** Records to use follows **

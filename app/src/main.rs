//! Bookclub study service.
//!
//! Runs the study lifecycle over in-memory storage: seeds demo data, then
//! sweeps studies through `OPEN → CLOSE → END` once a day until Ctrl+C or
//! SIGTERM.

use bookclub::{Config, seed_demo_data};
use bookclub_core::environment::{Clock, SystemClock};
use bookclub_runtime::metrics::MetricsServer;
use bookclub_runtime::{
    DailySchedule, DailyTicker, InMemoryAccountDirectory, InMemoryStudyRepository,
    StudyEnvironment, StudyRuntime, SweepScheduler,
};
use std::sync::Arc;
use std::time::Duration;
use tokio::signal;
use tokio::sync::broadcast;
use tracing::{info, warn};
use tracing_subscriber::{layer::SubscriberExt, util::SubscriberInitExt};

#[tokio::main]
async fn main() -> Result<(), Box<dyn std::error::Error>> {
    dotenvy::dotenv().ok();
    let config = Config::from_env()?;

    // Initialize tracing
    let default_filter = format!(
        "bookclub={level},bookclub_runtime={level}",
        level = config.server.log_level
    );
    tracing_subscriber::registry()
        .with(
            tracing_subscriber::EnvFilter::try_from_default_env()
                .unwrap_or_else(|_| default_filter.into()),
        )
        .with(tracing_subscriber::fmt::layer())
        .init();

    info!("Starting bookclub study service");
    info!(
        sweep_at = %config.sweep.at,
        utc_offset = %config.clock.offset,
        update_policy = ?config.study.update_policy,
        "Configuration loaded"
    );

    let mut metrics = MetricsServer::new(config.server.metrics_addr);
    if config.server.metrics_enabled {
        metrics.start()?;
    }

    let clock: Arc<dyn Clock> = Arc::new(SystemClock::with_offset(config.clock.offset));
    let studies = InMemoryStudyRepository::new();
    let accounts = InMemoryAccountDirectory::new();
    let environment = StudyEnvironment::new(
        Arc::clone(&clock),
        Arc::new(studies.clone()),
        Arc::new(accounts.clone()),
    );
    let runtime = StudyRuntime::with_policy(environment, config.study.update_policy);
    info!(today = %clock.today(), "Study runtime ready");

    if config.study.seed_demo_data {
        seed_demo_data(&runtime, &accounts).await?;
    }

    let (shutdown_tx, shutdown_rx) = broadcast::channel(1);
    let ticker = DailyTicker::new(
        DailySchedule::new(config.sweep.at, config.clock.offset),
        Arc::clone(&clock),
    );
    let scheduler = SweepScheduler::new(runtime.sweep(), Box::new(ticker), shutdown_rx)
        .run_on_start(config.sweep.run_on_start)
        .spawn();
    info!("Sweep scheduler spawned");

    shutdown_signal().await;

    info!("Initiating graceful shutdown...");
    let _ = shutdown_tx.send(());

    match tokio::time::timeout(Duration::from_secs(10), scheduler).await {
        Ok(Ok(summary)) => info!(
            completed = summary.completed,
            skipped = summary.skipped,
            "Sweep scheduler stopped gracefully"
        ),
        Ok(Err(e)) => warn!(error = %e, "Sweep scheduler task failed"),
        Err(_) => warn!("Sweep scheduler shutdown timed out"),
    }

    if let Some(rendered) = metrics.render() {
        tracing::debug!(metrics = %rendered, "Final metrics snapshot");
    }

    info!(studies = studies.len(), "Graceful shutdown complete");
    Ok(())
}

/// Wait for shutdown signal (Ctrl+C or SIGTERM).
async fn shutdown_signal() {
    let ctrl_c = async {
        if let Err(e) = signal::ctrl_c().await {
            warn!(error = %e, "Failed to listen for Ctrl+C");
            std::future::pending::<()>().await;
        }
    };

    #[cfg(unix)]
    let terminate = async {
        match signal::unix::signal(signal::unix::SignalKind::terminate()) {
            Ok(mut sigterm) => {
                sigterm.recv().await;
            }
            Err(e) => {
                warn!(error = %e, "Failed to install SIGTERM handler");
                std::future::pending::<()>().await;
            }
        }
    };

    #[cfg(not(unix))]
    let terminate = std::future::pending::<()>();

    tokio::select! {
        () = ctrl_c => {
            info!("Received Ctrl+C signal, shutting down gracefully...");
        },
        () = terminate => {
            info!("Received SIGTERM signal, shutting down gracefully...");
        },
    }
}
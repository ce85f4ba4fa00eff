//! Time-driven lifecycle transitions.
//!
//! ```text
//! OPEN ──(today == start_date)──▶ CLOSE ──(today > end_date)──▶ END
//! ```
//!
//! [`transition`] is a pure function of the study and the date: it decides,
//! it does not mutate. Anything that is not exactly one of the two edges
//! above is a no-op, never an error.

use crate::study::Study;
use crate::types::StudyState;
use chrono::NaiveDate;
use serde::{Deserialize, Serialize};
use std::fmt;

/// One edge of the lifecycle
#[derive(Clone, Copy, Debug, PartialEq, Eq, Hash, Serialize, Deserialize)]
pub enum StudyTransition {
    /// Applications close on the start date
    OpenToClose,
    /// The study finishes the day after its end date
    CloseToEnd,
}

impl StudyTransition {
    /// State the study must be in for this transition to apply
    #[must_use]
    pub const fn from(self) -> StudyState {
        match self {
            Self::OpenToClose => StudyState::Open,
            Self::CloseToEnd => StudyState::Close,
        }
    }

    /// State the study ends up in
    #[must_use]
    pub const fn to(self) -> StudyState {
        match self {
            Self::OpenToClose => StudyState::Close,
            Self::CloseToEnd => StudyState::End,
        }
    }
}

impl fmt::Display for StudyTransition {
    fn fmt(&self, f: &mut fmt::Formatter<'_>) -> fmt::Result {
        write!(f, "{} -> {}", self.from(), self.to())
    }
}

/// Decides which transition, if any, is due for `study` on `today`.
///
/// `Open` closes only on the exact start date; a study whose start date
/// passed without a sweep stays `Open`. `Close` ends on any day strictly
/// after the end date.
#[must_use]
pub fn transition(study: &Study, today: NaiveDate) -> Option<StudyTransition> {
    match study.state() {
        StudyState::Open if today == study.start_date() => Some(StudyTransition::OpenToClose),
        StudyState::Close if today > study.end_date() => Some(StudyTransition::CloseToEnd),
        _ => None,
    }
}

/// Applies the transition due on `today`, returning it.
pub fn advance(study: &mut Study, today: NaiveDate) -> Option<StudyTransition> {
    let due = transition(study, today)?;
    study.apply_transition(due).then_some(due)
}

** End of Records to use **

Task brief: Print the records once more, exactly as they were given.

Expected output:
filename app/src/main.rs
//! Bookclub study service.
//!
//! Runs the study lifecycle over in-memory storage: seeds demo data, then
//! sweeps studies through `OPEN → CLOSE → END` once a day until Ctrl+C or
//! SIGTERM.

use bookclub::{Config, seed_demo_data};
use bookclub_core::environment::{Clock, SystemClock};
use bookclub_runtime::metrics::MetricsServer;
use bookclub_runtime::{
    DailySchedule, DailyTicker, InMemoryAccountDirectory, InMemoryStudyRepository,
    StudyEnvironment, StudyRuntime, SweepScheduler,
};
use std::sync::Arc;
use std::time::Duration;
use tokio::signal;
use tokio::sync::broadcast;
use tracing::{info, warn};
use tracing_subscriber::{layer::SubscriberExt, util::SubscriberInitExt};

#[tokio::main]
async fn main() -> Result<(), Box<dyn std::error::Error>> {
    dotenvy::dotenv().ok();
    let config = Config::from_env()?;

    // Initialize tracing
    let default_filter = format!(
        "bookclub={level},bookclub_runtime={level}",
        level = config.server.log_level
    );
    tracing_subscriber::registry()
        .with(
            tracing_subscriber::EnvFilter::try_from_default_env()
                .unwrap_or_else(|_| default_filter.into()),
        )
        .with(tracing_subscriber::fmt::layer())
        .init();

    info!("Starting bookclub study service");
    info!(
        sweep_at = %config.sweep.at,
        utc_offset = %config.clock.offset,
        update_policy = ?config.study.update_policy,
        "Configuration loaded"
    );

    let mut metrics = MetricsServer::new(config.server.metrics_addr);
    if config.server.metrics_enabled {
        metrics.start()?;
    }

    let clock: Arc<dyn Clock> = Arc::new(SystemClock::with_offset(config.clock.offset));
    let studies = InMemoryStudyRepository::new();
    let accounts = InMemoryAccountDirectory::new();
    let environment = StudyEnvironment::new(
        Arc::clone(&clock),
        Arc::new(studies.clone()),
        Arc::new(accounts.clone()),
    );
    let runtime = StudyRuntime::with_policy(environment, config.study.update_policy);
    info!(today = %clock.today(), "Study runtime ready");

    if config.study.seed_demo_data {
        seed_demo_data(&runtime, &accounts).await?;
    }

    let (shutdown_tx, shutdown_rx) = broadcast::channel(1);
    let ticker = DailyTicker::new(
        DailySchedule::new(config.sweep.at, config.clock.offset),
        Arc::clone(&clock),
    );
    let scheduler = SweepScheduler::new(runtime.sweep(), Box::new(ticker), shutdown_rx)
        .run_on_start(config.sweep.run_on_start)
        .spawn();
    info!("Sweep scheduler spawned");

    shutdown_signal().await;

    info!("Initiating graceful shutdown...");
    let _ = shutdown_tx.send(());

    match tokio::time::timeout(Duration::from_secs(10), scheduler).await {
        Ok(Ok(summary)) => info!(
            completed = summary.completed,
            skipped = summary.skipped,
            "Sweep scheduler stopped gracefully"
        ),
        Ok(Err(e)) => warn!(error = %e, "Sweep scheduler task failed"),
        Err(_) => warn!("Sweep scheduler shutdown timed out"),
    }

    if let Some(rendered) = metrics.render() {
        tracing::debug!(metrics = %rendered, "Final metrics snapshot");
    }

    info!(studies = studies.len(), "Graceful shutdown complete");
    Ok(())
}

/// Wait for shutdown signal (Ctrl+C or SIGTERM).
async fn shutdown_signal() {
    let ctrl_c = async {
        if let Err(e) = signal::ctrl_c().await {
            warn!(error = %e, "Failed to listen for Ctrl+C");
            std::future::pending::<()>().await;
        }
    };

    #[cfg(unix)]
    let terminate = async {
        match signal::unix::signal(signal::unix::SignalKind::terminate()) {
            Ok(mut sigterm) => {
                sigterm.recv().await;
            }
            Err(e) => {
                warn!(error = %e, "Failed to install SIGTERM handler");
                std::future::pending::<()>().await;
            }
        }
    };

    #[cfg(not(unix))]
    let terminate = std::future::pending::<()>();

    tokio::select! {
        () = ctrl_c => {
            info!("Received Ctrl+C signal, shutting down gracefully...");
        },
        () = terminate => {
            info!("Received SIGTERM signal, shutting down gracefully...");
        },
    }
}
repository ce85f4ba4fa00eff
//! Time-driven lifecycle transitions.
//!
//! ```text
//! OPEN ──(today == start_date)──▶ CLOSE ──(today > end_date)──▶ END
//! ```
//!
//! [`transition`] is a pure function of the study and the date: it decides,
//! it does not mutate. Anything that is not exactly one of the two edges
//! above is a no-op, never an error.

use crate::study::Study;
use crate::types::StudyState;
use chrono::NaiveDate;
use serde::{Deserialize, Serialize};
use std::fmt;

/// One edge of the lifecycle
#[derive(Clone, Copy, Debug, PartialEq, Eq, Hash, Serialize, Deserialize)]
pub enum StudyTransition {
    /// Applications close on the start date
    OpenToClose,
    /// The study finishes the day after its end date
    CloseToEnd,
}

impl StudyTransition {
    /// State the study must be in for this transition to apply
    #[must_use]
    pub const fn from(self) -> StudyState {
        match self {
            Self::OpenToClose => StudyState::Open,
            Self::CloseToEnd => StudyState::Close,
        }
    }

    /// State the study ends up in
    #[must_use]
    pub const fn to(self) -> StudyState {
        match self {
            Self::OpenToClose => StudyState::Close,
            Self::CloseToEnd => StudyState::End,
        }
    }
}

impl fmt::Display for StudyTransition {
    fn fmt(&self, f: &mut fmt::Formatter<'_>) -> fmt::Result {
        write!(f, "{} -> {}", self.from(), self.to())
    }
}

/// Decides which transition, if any, is due for `study` on `today`.
///
/// `Open` closes only on the exact start date; a study whose start date
/// passed without a sweep stays `Open`. `Close` ends on any day strictly
/// after the end date.
#[must_use]
pub fn transition(study: &Study, today: NaiveDate) -> Option<StudyTransition> {
    match study.state() {
        StudyState::Open if today == study.start_date() => Some(StudyTransition::OpenToClose),
        StudyState::Close if today > study.end_date() => Some(StudyTransition::CloseToEnd),
        _ => None,
    }
}

/// Applies the transition due on `today`, returning it.
pub fn advance(study: &mut Study, today: NaiveDate) -> Option<StudyTransition> {
    let due = transition(study, today)?;
    study.apply_transition(due).then_some(due)
}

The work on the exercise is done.